- _Records provided_
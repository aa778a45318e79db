//! Background task keeping the document cache within the memory target.

use std::{sync::Arc, time::Duration};

use tokio_util::{sync::CancellationToken, task::AbortOnDropHandle};
use tracing::{Instrument, debug, trace, warn};

use crate::cache::DocumentCache;

/// Default pause between two memory checks.
pub const DEFAULT_CHECK_INTERVAL: Duration = Duration::from_secs(15);

/// Longest wait for the task to finish on shutdown.
const SHUTDOWN_TIMEOUT: Duration = Duration::from_secs(1);

/// Periodically runs the cache eviction check until cancelled.
#[derive(Debug)]
pub struct MemoryMonitor {
    done: CancellationToken,
    handle: AbortOnDropHandle<()>,
}

impl MemoryMonitor {
    /// Spawns the monitor. It stops when `done` is cancelled.
    pub fn spawn(cache: Arc<DocumentCache>, interval: Duration, done: CancellationToken) -> Self {
        let task_done = done.clone();
        let handle = tokio::task::spawn(
            async move {
                loop {
                    let evicted = cache.check();
                    if evicted > 0 {
                        debug!("evicted {evicted} cached documents");
                    }
                    tokio::select! {
                        biased;
                        _ = task_done.cancelled() => break,
                        _ = tokio::time::sleep(interval) => {}
                    }
                }
                trace!("memory monitor stopped");
            }
            .instrument(tracing::debug_span!("memory_monitor")),
        );
        Self {
            done,
            handle: AbortOnDropHandle::new(handle),
        }
    }

    /// Stops the monitor, waiting a bounded time for the running check to finish.
    pub async fn shutdown(self) {
        self.done.cancel();
        match tokio::time::timeout(SHUTDOWN_TIMEOUT, self.handle).await {
            Ok(Ok(())) => {}
            Ok(Err(err)) => warn!("memory monitor failed: {err}"),
            Err(_) => warn!("memory monitor did not stop in time, aborting it"),
        }
    }
}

- _Task directions_
Reproduce exactly the line that holds "let evicted = cache.check();", then every line after it, ending with the final line of the records above.

- _Reply_
                    let evicted = cache.check();
                    if evicted > 0 {
                        debug!("evicted {evicted} cached documents");
                    }
                    tokio::select! {
                        biased;
                        _ = task_done.cancelled() => break,
                        _ = tokio::time::sleep(interval) => {}
                    }
                }
                trace!("memory monitor stopped");
            }
            .instrument(tracing::debug_span!("memory_monitor")),
        );
        Self {
            done,
            handle: AbortOnDropHandle::new(handle),
        }
    }

    /// Stops the monitor, waiting a bounded time for the running check to finish.
    pub async fn shutdown(self) {
        self.done.cancel();
        match tokio::time::timeout(SHUTDOWN_TIMEOUT, self.handle).await {
            Ok(Ok(())) => {}
            Ok(Err(err)) => warn!("memory monitor failed: {err}"),
            Err(_) => warn!("memory monitor did not stop in time, aborting it"),
        }
    }
}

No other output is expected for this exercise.